He poked Lance’s shoulder.

    Lance grunted.

    He poked again. “Wake up.”

    Lance grunted again. He said something rude that Keith only half-heard.

    Keith smiled and sat on the edge of the bed. Lance rolled away from him, burrowing into the mattress. “Wake up,” he tried again, pulling at the blankets. “Come on, Lance.” He paused. “I have a present for you.”

    “Don’t want it,” Lance mumbled.

    “Yes, you do.”

    “How d’you know?”

    “It’s food.”

    Lance groaned. He pulled a blanket over his head. “It’s sleep time, Keith.”

    Between their desks, Red ran on her wheel: squeak, squeak, squeak.

    Keith waited, still clutching the bag.

    Eventually, Lance sighed and sat up, the blankets dropping into a pile around him. “Welcome home,” he grumbled, and then yawned hugely.

    Keith smiled. “I’m going to kiss you,” he decided.

    Lance’s mouth did the twitchy, nervous, almost-happy thing it did sometimes, like he was still surprised if Keith said “I’m going to kiss you” or “Your eyes are pretty” or—

    “Okay,” Lance said and shifted on the bed. “Well, go on.”

    Keith’s smile grew. He hummed and leaned in.

    Lance squeaked. “No, don’t!”

    Keith laughed and shook his head.

    “Oh, shut up. I just got nervous.” Lance pulled a blanket around his shoulders and scowled. “Give me my present.”

    Keith’s stomach flipped over. His grip tightened on the bag and he watched Lance’s eyes drop to it.

    “Chocolate?” Lance said.

    Keith held out the bag.

    Lance smiled. “You brought me chocolate.”

    “Yeah.” Keith grimaced. “Please take it.”

    Lance snickered but pried the bag from Keith’s hands.
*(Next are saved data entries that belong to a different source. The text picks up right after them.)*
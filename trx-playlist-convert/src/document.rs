// Copyright (c) The trx-playlist Contributors
// SPDX-License-Identifier: MIT OR Apache-2.0

//! An arena-backed element tree for report documents.
//!
//! Only elements and their attributes are retained: text, comments and processing instructions
//! carry nothing the conversion needs. Elements are stored in document order, so the descendants
//! of an element occupy a contiguous range of the arena directly after it.

use crate::errors::MalformedInputError;
use quick_xml::{
    Reader,
    events::{BytesStart, Event},
};
use std::borrow::Cow;

/// The identifier of an element within a [`Document`].
#[derive(Clone, Copy, Debug, Eq, PartialEq, Hash, Ord, PartialOrd)]
pub struct ElementId(usize);

/// A single element in a [`Document`].
#[derive(Clone, Debug)]
pub struct Element {
    name: String,
    attributes: Vec<(String, String)>,
    parent: Option<ElementId>,
    // Index of this element within its parent's children.
    sibling_index: usize,
    children: Vec<ElementId>,
    // One past the last descendant of this element.
    subtree_end: usize,
}

impl Element {
    /// Returns the local name of this element, without any namespace prefix.
    pub fn name(&self) -> &str {
        &self.name
    }

    /// Returns the unescaped value of the attribute with the given local name.
    pub fn attribute(&self, name: &str) -> Option<&str> {
        self.attributes
            .iter()
            .find(|(key, _)| key == name)
            .map(|(_, value)| value.as_str())
    }

    /// Returns true if this element carries all the given attributes.
    pub fn has_attributes(&self, names: &[&str]) -> bool {
        names.iter().all(|name| self.attribute(name).is_some())
    }

    /// Returns the parent of this element, or `None` for the root.
    pub fn parent(&self) -> Option<ElementId> {
        self.parent
    }

    /// Returns the child elements of this element, in document order.
    pub fn children(&self) -> &[ElementId] {
        &self.children
    }
}

/// A parsed report document.
#[derive(Clone, Debug)]
pub struct Document {
    elements: Vec<Element>,
}

impl Document {
    /// Parses a document from its text.
    ///
    /// Returns an error if the text is not well-formed: syntax errors, mismatched or unclosed
    /// tags, a missing root element, or more than one root element.
    pub fn parse(input: &str) -> Result<Self, MalformedInputError> {
        let mut reader = Reader::from_str(input);
        let mut elements: Vec<Element> = Vec::new();
        let mut open: Vec<ElementId> = Vec::new();

        loop {
            let event = reader.read_event().map_err(|error| {
                MalformedInputError::new(error.to_string(), reader.buffer_position(), input)
            })?;
            match event {
                Event::Start(start) => {
                    let id = push_element(&mut elements, &open, &start, &reader, input)?;
                    open.push(id);
                }
                Event::Empty(start) => {
                    push_element(&mut elements, &open, &start, &reader, input)?;
                }
                Event::End(_) => {
                    let Some(id) = open.pop() else {
                        return Err(MalformedInputError::new(
                            "closing tag without a matching opening tag",
                            reader.buffer_position(),
                            input,
                        ));
                    };
                    let end = elements.len();
                    elements[id.0].subtree_end = end;
                }
                Event::Text(text) => {
                    if open.is_empty() && !text.iter().all(u8::is_ascii_whitespace) {
                        return Err(MalformedInputError::new(
                            "text outside of the root element",
                            reader.buffer_position(),
                            input,
                        ));
                    }
                }
                Event::Eof => break,
                _ => {}
            }
        }

        if let Some(id) = open.last() {
            return Err(MalformedInputError::new(
                format!("element `{}` is never closed", elements[id.0].name),
                input.len(),
                input,
            ));
        }
        if elements.is_empty() {
            return Err(MalformedInputError::new(
                "no root element",
                input.len(),
                input,
            ));
        }

        Ok(Self { elements })
    }

    /// Returns the root element.
    pub fn root(&self) -> ElementId {
        ElementId(0)
    }

    /// Returns the element with the given identifier.
    ///
    /// # Panics
    ///
    /// Panics if `id` was produced by a different document.
    pub fn element(&self, id: ElementId) -> &Element {
        &self.elements[id.0]
    }

    /// Returns the number of elements in this document.
    pub fn len(&self) -> usize {
        self.elements.len()
    }

    /// Returns true if this document has no elements. Parsed documents always have a root.
    pub fn is_empty(&self) -> bool {
        self.elements.is_empty()
    }

    /// Iterates over all elements with the given local name, in document order.
    pub fn elements_named<'a>(&'a self, name: &'a str) -> impl Iterator<Item = ElementId> + 'a {
        self.ids().filter(move |&id| self.element(id).name == name)
    }

    /// Iterates over all elements with the given local name that carry the given attribute, in
    /// document order.
    pub fn elements_with_attribute<'a>(
        &'a self,
        name: &'a str,
        attribute: &'a str,
    ) -> impl Iterator<Item = ElementId> + 'a {
        self.elements_named(name)
            .filter(move |&id| self.element(id).attribute(attribute).is_some())
    }

    /// Returns the immediate parent of the given element.
    pub fn parent(&self, id: ElementId) -> Option<ElementId> {
        self.element(id).parent
    }

    /// Returns the immediate next sibling element of the given element.
    pub fn next_sibling(&self, id: ElementId) -> Option<ElementId> {
        self.following_siblings(id).next()
    }

    /// Iterates over the siblings following the given element, in document order.
    pub fn following_siblings(&self, id: ElementId) -> impl Iterator<Item = ElementId> + '_ {
        let element = self.element(id);
        let siblings = match element.parent {
            Some(parent) => &self.element(parent).children[element.sibling_index + 1..],
            None => &[],
        };
        siblings.iter().copied()
    }

    /// Iterates over all descendants of the given element, in document order.
    pub fn descendants(&self, id: ElementId) -> impl Iterator<Item = ElementId> + use<> {
        (id.0 + 1..self.elements[id.0].subtree_end).map(ElementId)
    }

    fn ids(&self) -> impl Iterator<Item = ElementId> + use<> {
        (0..self.elements.len()).map(ElementId)
    }
}

fn push_element(
    elements: &mut Vec<Element>,
    open: &[ElementId],
    start: &BytesStart<'_>,
    reader: &Reader<&[u8]>,
    input: &str,
) -> Result<ElementId, MalformedInputError> {
    let malformed = |message: String| {
        MalformedInputError::new(message, reader.buffer_position(), input)
    };

    let parent = open.last().copied();
    if parent.is_none() && !elements.is_empty() {
        return Err(malformed("more than one root element".to_owned()));
    }

    let mut attributes = Vec::new();
    for attribute in start.attributes() {
        let attribute = attribute.map_err(|error| malformed(error.to_string()))?;
        let key = decode_name(attribute.key.local_name().as_ref());
        let value = attribute
            .unescape_value()
            .map_err(|error| malformed(error.to_string()))?;
        attributes.push((key, value.into_owned()));
    }

    let id = ElementId(elements.len());
    let sibling_index = match parent {
        Some(parent) => {
            let children = &mut elements[parent.0].children;
            children.push(id);
            children.len() - 1
        }
        None => 0,
    };
    elements.push(Element {
        name: decode_name(start.local_name().as_ref()),
        attributes,
        parent,
        sibling_index,
        children: Vec::new(),
        // Overwritten when the closing tag is seen; empty elements have no descendants.
        subtree_end: id.0 + 1,
    });

    Ok(id)
}

// The input is a `str`, so names are always valid UTF-8 and this never allocates a replacement.
fn decode_name(name: &[u8]) -> String {
    match String::from_utf8_lossy(name) {
        Cow::Borrowed(name) => name.to_owned(),
        Cow::Owned(name) => name,
    }
}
Keith watched Lance peer into bag, listen to Lance hum as he reached in for the little plastic box.

    “You probably just want to eat chocolate too,” Lance was mumbling, but he sounded cheerful. “That’s why you woke me up.”

    “Something like that,” Keith replied, his mouth dry.

    The light from Lance’s desk cast a weird sheen on the box as Lance turned it, peering at the two chocolates. He blinked.

    Keith looked away.

    Lance kicked him.

    “What!”

    “Strawberries,” Lance said, and he sounded hoarse.

    Keith swallowed. “Yeah.”

    “Chocolate. Covered. Strawberries.”

    “Yeah.” Keith crossed his arms. “You like strawberries.”

    “Yeah,” Lance said, clutching the box.

    Keith squirmed and looked away again. “You love strawberries.”

    “Yeah.”

    He squirmed some more. “Yeah.”

    “Keith.”

    He looked back at Lance, bracing himself, and then his heart leapt into his throat. Stars, Keith thought.

    Lance smiled.

    Stars.

    Lance set the box down at the head of the bed, delicate and slow. He patted it once, like he sometimes patted Red when she was getting ready to sleep in the morning.

    “You’re not going to eat them?” Keith frowned.

    “I will,” Lance replied, his smile so wide his whole face seemed to shine. He spread his arms, the blanket falling from his shoulders. “Come here.”

    “What?”

    Lance rolled his eyes. “I’m going to kiss you,” he said, both teasing and shy and his cheeks slightly pink. “But you’ve got to come my way.”

    “I’m already on your bed,” Keith muttered but he shuffled closer and let Lance pull him in the rest of the way, and he thought that Lance was warm and he smelled good and his eyes were so, so bright.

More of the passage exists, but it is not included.